Plans to set up Discovery College as one of ESF's first private schools began in 1999. As a private ESF school, Discovery College would not receive recurrent government subsidy. In 2001, the Education and Manpower Bureau (EMB) granted ESF a lot of land in Ma On Shan and another in Discovery Bay to build two primary-cum-secondary schools under the Private Independent School Scheme. The Discovery Bay site would eventually become the permanent campus of Discovery College.

Designed by Integrated Design Associates, the permanent campus was built between 2003 and 2008. The 70,000 sq ft campus cost HK$290 million, of which HK$137 million was granted by the Hong Kong Government.
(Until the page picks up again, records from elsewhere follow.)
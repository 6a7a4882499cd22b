//! Position-compare triggers of an axis.
//!
//! A compare channel fires an output pulse when the axis encoder crosses a
//! programmed position. Channels are numbered `0..COMPARE_CHANNELS`.
//!
//! # Programming a position list
//!
//! 1. stop and clear the channel
//! 2. select one-dimensional compare
//! 3. set parameters: encoder source, pulse output of `TRIGGER_PULSE_WIDTH_US`,
//!    error tolerance, threshold, one pulse per hit, spacing
//! 4. upload the positions
//! 5. read the channel status
//! 6. arm the channel
//!
//! The first failing step aborts the sequence and leaves the channel as the
//! previous steps left it.

use super::Axis;
use crate::backend::TriggerLinear;
use stage_common::consts::COMPARE_CHANNELS;
use stage_common::error::MotionError;
use stage_common::hal::consts::{
    COMPARE_MAX_ERR, COMPARE_PULSE_COUNT, COMPARE_SPACE_TIME, COMPARE_START_LEVEL,
    COMPARE_THRESHOLD, PAIRED_ENCODER_BASE, TRIGGER_PULSE_WIDTH_US,
};
use stage_common::hal::driver::MotionDriver;
use stage_common::hal::types::{
    CompareMode, CompareOutput, CompareParams, ComparePoint, CompareSource, CompareStatus, HwAxis,
    LinearCompare, PulseBurst,
};
use stage_common::units::UnitConverter;
use tracing::debug;

/// Default pulse count of [`Axis::software_trigger`].
pub const DEFAULT_SOFTWARE_PULSES: i32 = 1;

/// Default pulse interval of [`Axis::software_trigger`] [µs].
pub const DEFAULT_SOFTWARE_INTERVAL_US: i16 = 200;

/// Compare parameters for a list compare on the encoder of `hw`.
pub(crate) fn list_params(hw: HwAxis) -> CompareParams {
    let enc_x = hw.id as i16;
    CompareParams {
        enc_x,
        // Any encoder id other than enc_x; not a real second axis.
        enc_y: PAIRED_ENCODER_BASE - enc_x,
        source: CompareSource::Encoder,
        output: CompareOutput::Pulse,
        pulse_width: TRIGGER_PULSE_WIDTH_US,
        start_level: COMPARE_START_LEVEL,
        max_err: COMPARE_MAX_ERR,
        threshold: COMPARE_THRESHOLD,
        pulse_count: COMPARE_PULSE_COUNT,
        space_time: COMPARE_SPACE_TIME,
    }
}

pub(crate) fn program_list(
    driver: &dyn MotionDriver,
    hw: HwAxis,
    channel: u16,
    positions: &[f64],
    units: &UnitConverter,
) -> Result<(), MotionError> {
    let points: Vec<ComparePoint> = positions
        .iter()
        .map(|mm| ComparePoint {
            px: units.mm_to_pulses(*mm),
            py: 0,
        })
        .collect();
    debug!("{} compare channel {}: {} positions", hw, channel, points.len());

    driver.compare_stop(channel)?;
    driver.compare_clear(channel)?;
    driver.compare_mode(channel, CompareMode::OneDimensional)?;
    driver.compare_set_params(channel, &list_params(hw))?;
    driver.compare_upload(channel, &points)?;
    driver.compare_status(channel)?;
    driver.compare_start(channel)?;
    Ok(())
}

pub(crate) fn program_linear(
    driver: &dyn MotionDriver,
    hw: HwAxis,
    program: &TriggerLinear,
    units: &UnitConverter,
) -> Result<(), MotionError> {
    let linear = LinearCompare {
        channel: program.channel,
        start: units.mm_to_pulses(program.start),
        count: program.count,
        interval: units.mm_to_pulses(program.interval),
        pulse_width: TRIGGER_PULSE_WIDTH_US,
        start_level: COMPARE_START_LEVEL,
    };
    driver.compare_linear(hw, &linear)?;
    Ok(())
}

pub(crate) fn fire(
    driver: &dyn MotionDriver,
    channel: u16,
    pulse_count: i32,
    interval_us: i16,
) -> Result<(), MotionError> {
    driver.compare_stop(channel)?;
    driver.compare_status(channel)?;
    let burst = PulseBurst {
        level: COMPARE_START_LEVEL,
        output: CompareOutput::Pulse,
        pulse_width: TRIGGER_PULSE_WIDTH_US,
        count: pulse_count,
        interval_us,
    };
    driver.compare_pulse(channel, &burst)?;
    Ok(())
}

fn check_channel(channel: u16) -> Result<(), MotionError> {
    if channel >= COMPARE_CHANNELS {
        return Err(MotionError::IdOutOfRange {
            id: channel as usize,
            count: COMPARE_CHANNELS as usize,
        });
    }
    Ok(())
}

impl Axis {
    /// Arm `channel` to fire at each of `positions` [mm].
    pub fn configure_trigger_list(
        &mut self,
        channel: u16,
        positions: &[f64],
    ) -> Result<(), MotionError> {
        check_channel(channel)?;
        let units = self.units();
        self.backend
            .configure_trigger_list(channel, positions, &units)
    }

    /// Arm `channel` to fire `count` times every `interval` mm from the
    /// absolute position `start`. A negative interval counts down.
    pub fn configure_trigger_linear(
        &mut self,
        channel: u16,
        start: f64,
        interval: f64,
        count: i32,
    ) -> Result<(), MotionError> {
        check_channel(channel)?;
        let units = self.units();
        let program = TriggerLinear {
            channel,
            start,
            interval,
            count,
        };
        self.backend.configure_trigger_linear(&program, &units)
    }

    /// Disarm `channel`.
    pub fn stop_trigger(&mut self, channel: u16) -> Result<(), MotionError> {
        check_channel(channel)?;
        self.backend.stop_trigger(channel)
    }

    /// Disarm `channel` and fire `pulse_count` pulses `interval_us` apart.
    pub fn software_trigger(
        &mut self,
        channel: u16,
        pulse_count: i32,
        interval_us: i16,
    ) -> Result<(), MotionError> {
        check_channel(channel)?;
        self.backend
            .software_trigger(channel, pulse_count, interval_us)
    }

    /// Status of `channel`; disarmed offline.
    pub fn trigger_status(&mut self, channel: u16) -> Result<CompareStatus, MotionError> {
        check_channel(channel)?;
        self.backend.trigger_status(channel)
    }
}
Operated by ESF Educational Services Limited (ESL), an ESF subsidiary, Discovery College needs to repay ESF its capital costs of HK$168 million within 20 years of opening.

In 2007, the primary section of Discovery College opened in a temporary site in Lai King, merging with former ESF primary school Bauhinia School. About two thirds of the school's students were transferred from Bauhinia School. The 450 students moved into the Discovery Bay campus when it began operation on 20 August 2008.

== Curriculum ==
Discovery College adopts a range of long-standing International Baccalaureate programmes: the Primary Years Programme (PYP), Middle Years Programme (MYP), Diploma Programme (DP), and the newly added Career-related Programme (CP), a curriculum for students aged 16–19 that is more personalized for those who are more certain of their future career paths.

== Access ==
Access is through Siena Avenue in Discovery Bay, which can be accessed by bus.